#  Scraping data in tabular format

1. Identify the Target Website: Choose the website from which you want to scrape the table data.
2. Inspect the Web Page: Use your browser's developer tools to inspect the HTML structure of the web page containing the table.
3. Locate the Table Element: Identify the HTML <table> element that contains the data you want to scrape.
4. Understand the Table Structure: Analyze the structure of the table, including its rows (<tr>) and columns (<td> or <th>), and any headers or footers.
5. Choose a Web Scraping Tool: Select a web scraping tool or library such as BeautifulSoup or Scrapy in Python.
6. Write Scraping Code: Use the chosen tool to write code that programmatically extracts data from the HTML content of the table.
7. Parse the Table Data: Utilize the tool's methods to parse and extract data from the table, navigating through its rows and columns.
8. Handle Pagination (if applicable): If the table spans multiple pages, implement logic to navigate through pagination and scrape data from each page.
9. Clean and Format the Data: Process the extracted data to remove any unnecessary characters, format it into a structured format, and handle missing or inconsistent values.
10. Save the Data: Choose a suitable storage format such as CSV, JSON, or a database, and save the scraped table data for further analysis or use.
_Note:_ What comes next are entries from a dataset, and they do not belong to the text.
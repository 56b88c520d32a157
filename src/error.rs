//! Error types for the categorizer.

/// Retryable failure while handling one event.
#[derive(Debug, thiserror::Error)]
pub enum Error {
    #[error("Database error: {0}")]
    Database(#[from] DatabaseError),

    #[error("Event source error: {0}")]
    Source(#[from] SourceError),

    #[error("Classifier error: {0}")]
    Classifier(#[from] ClassifierError),
}

/// Configuration-related errors.
#[derive(Debug, thiserror::Error)]
pub enum ConfigError {
    #[error("Invalid configuration value for {key}: {message}")]
    InvalidValue { key: String, message: String },
}

/// Database-related errors.
#[derive(Debug, thiserror::Error)]
pub enum DatabaseError {
    #[error("Connection error: {0}")]
    Pool(String),

    #[error("Query failed: {0}")]
    Query(String),

    #[error("Migration failed: {0}")]
    Migration(String),

    #[error("Serialization error: {0}")]
    Serialization(String),
}

impl From<libsql::Error> for DatabaseError {
    fn from(e: libsql::Error) -> Self {
        DatabaseError::Query(e.to_string())
    }
}

/// Errors raised by an upstream event source.
#[derive(Debug, thiserror::Error)]
pub enum SourceError {
    #[error("Source {name} I/O failed: {reason}")]
    Io { name: String, reason: String },

    #[error("Corrupt cursor for source {name}: {reason}")]
    Cursor { name: String, reason: String },

    #[error("Commit for offset {offset} does not match in-flight record {inflight:?}")]
    CommitMismatch { offset: u64, inflight: Option<u64> },
}

/// Payload could not be turned into a `TransactionEvent`.
///
/// Never retryable: the same bytes will fail the same way on redelivery.
#[derive(Debug, thiserror::Error)]
pub enum DecodeError {
    #[error("Malformed event JSON: {0}")]
    Json(#[from] serde_json::Error),

    #[error("Invalid field {field}: {reason}")]
    InvalidField { field: &'static str, reason: String },
}

/// Failures from the classification stages.
#[derive(Debug, thiserror::Error)]
pub enum ClassifierError {
    #[error("Fallback classifier {name} failed: {reason}")]
    Fallback { name: String, reason: String },
}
### Installing Libraries is needed but i am using jupyter notebook so it comes preinstalled.

In [1]:
# Installing BeautifulSoup
# Uncomment below to install
#!pip install bs4

In [2]:
# Installing requests
# Uncomment below to install
#!pip install requests

In [3]:
# Importing Libraries
from bs4 import BeautifulSoup
import requests
import pandas as pd

In [4]:

# Send a request to the web page
url = "https://en.wikipedia.org/wiki/List_of_languages_by_number_of_native_speakers"
response = requests.get(url)

In [5]:
# Check the response status code
if response.status_code == 200:
    print('Good to go')
else
    print(f'Response code: {response.status_code}')
    print('Not Good to Go')


Good to go


In [6]:
# Parse the HTML content
soup = BeautifulSoup(response.text, "html.parser")

In [7]:
# Beautify the HTML content
print(soup.prettify())

<!DOCTYPE html>
<html class="client-nojs vector-feature-language-in-header-enabled vector-feature-language-in-main-page-header-disabled vector-feature-sticky-header-disabled vector-feature-page-tools-pinned-disabled vector-feature-toc-pinned-clientpref-1 vector-feature-main-menu-pinned-disabled vector-feature-limited-width-clientpref-1 vector-feature-limited-width-content-enabled vector-feature-custom-font-size-clientpref-0 vector-feature-client-preferences-disabled vector-feature-client-prefs-pinned-disabled vector-feature-night-mode-disabled skin-theme-clientpref-day vector-toc-available" dir="ltr" lang="en">
 <head>
  <meta charset="utf-8"/>
  <title>
   List of languages by number of native speakers - Wikipedia
  </title>
  <script>
   (function(){var className="client-js vector-feature-language-in-header-enabled vector-feature-language-in-main-page-header-disabled vector-feature-sticky-header-disabled vector-feature-page-tools-pinned-disabled vector-feature-toc-pinned-clientpref-1

In [8]:
# Find the table we need to find
table = soup.find_all("table")[0]

In [9]:
# Extract data from the table
data = []
for row in table.find_all("tr"):
    row_data = [cell.get_text(strip=True) for cell in row.find_all(["th", "td"])]
    data.append(row_data)

In [16]:
# Convert data to DataFrame
df = pd.DataFrame(data[1:], columns=data[0])

In [20]:
# Print or further process the DataFrame
df

Unnamed: 0,Language,Native speakers(in millions),Language family,Branch
0,Mandarin Chinese,941,Sino-Tibetan,Sinitic
1,Spanish,486,Indo-European,Romance
2,English,380,Indo-European,Germanic
3,Hindi,345,Indo-European,Indo-Aryan
4,Bengali,237,Indo-European,Indo-Aryan
5,Portuguese,236,Indo-European,Romance
6,Russian,148,Indo-European,Balto-Slavic
7,Japanese,123,Japonic,Japanese
8,Yue Chinese,86,Sino-Tibetan,Sinitic
9,Vietnamese,85,Austroasiatic,Vietic


In [21]:
# To Export data 
df.to_excel("books.xlsx")